Insulting the Teacher

7.21.15 ShoutMerely Vulgar or Is It Insulting?

Which matters more, who says it or how it is said? Many of our students treat us with love and affection – or at least grudging respect. But some do not. We teachers (at times) are subjected to all kinds of insults and vulgarities. In my last post, The Old Rugged Cross and the ’N’ Word, I wrote about the students’ constant use of the word ‘nigga’ and how I was repeatedly told, “We can say it but you can’t because of your color.” I warned that, although I was not advocating the use of vulgarity, making such a distinction because of race was a dangerous and outdated concept. But what about student vulgarity in general? When is it simple-minded, low-class behavior and when is it insulting?

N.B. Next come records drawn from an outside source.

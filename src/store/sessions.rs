//! In-memory session store.
//!
//! Single source of truth for session status and accumulated totals. Records
//! live in a `DashMap`; exclusive read-modify-write access goes through the
//! map's per-entry locking. A second map indexes the currently active session
//! per scope key so the one-active-session invariant is enforced at start
//! time without scanning.
//!
//! Lock discipline: nothing in this store (or its callers) acquires a session
//! entry while holding an entry of another map. The session manager may take
//! a user record while holding a session entry, never the reverse.

use chrono::{DateTime, Utc};
use dashmap::mapref::entry::Entry;
use dashmap::mapref::one::RefMut;
use dashmap::DashMap;
use uuid::Uuid;

use crate::config::SessionScope;
use crate::models::{SessionStatus, WatchSession};

/// Key of the active-session index, derived from the configured scope.
#[derive(Debug, Clone, PartialEq, Eq, Hash)]
enum ActiveKey {
    User(Uuid),
    UserContent(Uuid, Uuid),
}

/// Outcome of a start request against the active-session invariant.
#[derive(Debug, Clone, Copy, PartialEq, Eq)]
pub enum StartDisposition {
    Created(Uuid),
    /// An active session already exists for the scope key; its id is returned
    /// instead of creating a duplicate.
    Resumed(Uuid),
}

pub struct SessionStore {
    scope: SessionScope,
    sessions: DashMap<Uuid, WatchSession>,
    active: DashMap<ActiveKey, Uuid>,
}

impl SessionStore {
    pub fn new(scope: SessionScope) -> Self {
        Self {
            scope,
            sessions: DashMap::new(),
            active: DashMap::new(),
        }
    }

    fn key(&self, user_id: Uuid, content_id: Uuid) -> ActiveKey {
        match self.scope {
            SessionScope::PerUser => ActiveKey::User(user_id),
            SessionScope::PerUserContent => ActiveKey::UserContent(user_id, content_id),
        }
    }

    /// Snapshot of a session record.
    pub fn get(&self, session_id: Uuid) -> Option<WatchSession> {
        self.sessions.get(&session_id).map(|s| s.value().clone())
    }

    /// Exclusive access to a session record for a read-modify-write.
    pub(crate) fn lock(&self, session_id: Uuid) -> Option<RefMut<'_, Uuid, WatchSession>> {
        self.sessions.get_mut(&session_id)
    }

    /// Create a session, or return the live one already holding the scope key.
    ///
    /// An index entry pointing at a terminal session (possible if a finalizer
    /// was interrupted between the status flip and the index removal) is
    /// treated as vacant and replaced.
    pub(crate) fn create_or_resume(
        &self,
        user_id: Uuid,
        content_id: Uuid,
        now: DateTime<Utc>,
    ) -> StartDisposition {
        let key = self.key(user_id, content_id);
        loop {
            // Copy ids out of the guards before taking any further lock:
            // scrutinee temporaries would otherwise pin the shard for the
            // whole block.
            let existing = self.active.get(&key).map(|e| *e.value());
            if let Some(existing) = existing {
                let status = self.sessions.get(&existing).map(|s| s.status);
                if status == Some(SessionStatus::Active) {
                    return StartDisposition::Resumed(existing);
                }
                self.active.remove_if(&key, |_, v| *v == existing);
            }

            let session = WatchSession::new(user_id, content_id, now);
            let id = session.id;
            self.sessions.insert(id, session);

            let claimed = match self.active.entry(key.clone()) {
                Entry::Vacant(vacant) => {
                    vacant.insert(id);
                    true
                }
                Entry::Occupied(_) => false,
            };
            if claimed {
                return StartDisposition::Created(id);
            }
            // Lost the race to a concurrent start; discard the unpublished
            // record and resume the winner.
            self.sessions.remove(&id);
        }
    }

    /// Drop the active-index entry for a finalized session. Guarded so a
    /// newer session that reclaimed the key is left untouched.
    pub(crate) fn clear_active(&self, user_id: Uuid, content_id: Uuid, session_id: Uuid) {
        let key = self.key(user_id, content_id);
        self.active.remove_if(&key, |_, v| *v == session_id);
    }

    /// Ids of active sessions whose heartbeat predates `cutoff`. Candidates
    /// only: the finalizer re-validates under the entry lock.
    pub fn stale_candidates(&self, cutoff: DateTime<Utc>) -> Vec<Uuid> {
        self.sessions
            .iter()
            .filter(|s| s.status == SessionStatus::Active && s.last_heartbeat < cutoff)
            .map(|s| s.id)
            .collect()
    }

    pub fn len(&self) -> usize {
        self.sessions.len()
    }

    pub fn is_empty(&self) -> bool {
        self.sessions.is_empty()
    }
}
//! Rewards Engine Library
//!
//! Turns a stream of client-reported watch progress into monotonic,
//! non-duplicated, auditable balance changes: users accrue credits for
//! watching content while an owner-revenue stream is tracked from the same
//! activity. Abandoned sessions are finalized by a background reaper, and
//! session completion drives level-up and referral bonuses.
//!
//! # Modules
//!
//! - `models`: watch sessions, ledger entries, accounts, reward policies
//! - `store`: in-memory session/account stores and the content-catalog seam
//! - `services`: earnings calculator, session manager, ledger, bonus triggers
//! - `jobs`: stale-session reaper loop
//! - `clock`: injectable time source
//! - `error`: error types and handling
//! - `config`: configuration management
//! - `metrics`: observability and metrics collection
//!
//! # Usage
//!
//! ```no_run
//! use std::sync::Arc;
//! use rewards_engine::clock::SystemClock;
//! use rewards_engine::jobs::SessionReaper;
//! use rewards_engine::services::{LedgerService, SessionManager};
//! use rewards_engine::store::{AccountStore, InMemoryCatalog, SessionStore};
//! use rewards_engine::Config;
//!
//! # fn main() -> rewards_engine::Result<()> {
//! let config = Config::from_env()?;
//! let clock = Arc::new(SystemClock);
//! let accounts = Arc::new(AccountStore::new());
//! let sessions = Arc::new(SessionStore::new(config.engine.session_scope));
//! let ledger = Arc::new(LedgerService::new(
//!     accounts.clone(),
//!     clock.clone(),
//!     config.engine.min_withdrawal,
//! ));
//! let catalog = Arc::new(InMemoryCatalog::new());
//! let manager = Arc::new(SessionManager::new(
//!     sessions.clone(),
//!     accounts.clone(),
//!     ledger.clone(),
//!     catalog,
//!     clock.clone(),
//! ));
//!
//! let reaper = SessionReaper::new(manager, sessions, clock, config.reaper);
//! tokio::spawn(reaper.run());
//! # Ok(())
//! # }
//! ```

pub mod clock;
pub mod config;
pub mod error;
pub mod jobs;
pub mod metrics;
pub mod models;
pub mod services;
pub mod store;

pub use config::{Config, SessionScope};
pub use error::{EngineError, Result};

I have been called just about every insult and/or compliment you can imagine. I’ve been called an asshole, a buster ass mark, a fool, a sycophant, Jubal E. Harshaw and Dad! My looks have been compared to every bald guy with a mustache from Dr. Phil to Sean Connery sexiest-man-1989-0r-2007(I have no problem with this last comparison!). The most shockingly vulgar insult I have ever heard from anybody came from the mouth of a second grader (I’ll spare you the vulgarity here because it isn’t necessary to quote it to make my point. If you really want the prurient details – write me at my contact page). But it really bothered me when I was called an old bald eagle. Why?

To examine if a word or behavior is insulting, I posed the questions earlier, does it matter who says it or how it is said? Let’s look at this symbol of honor used as an insult.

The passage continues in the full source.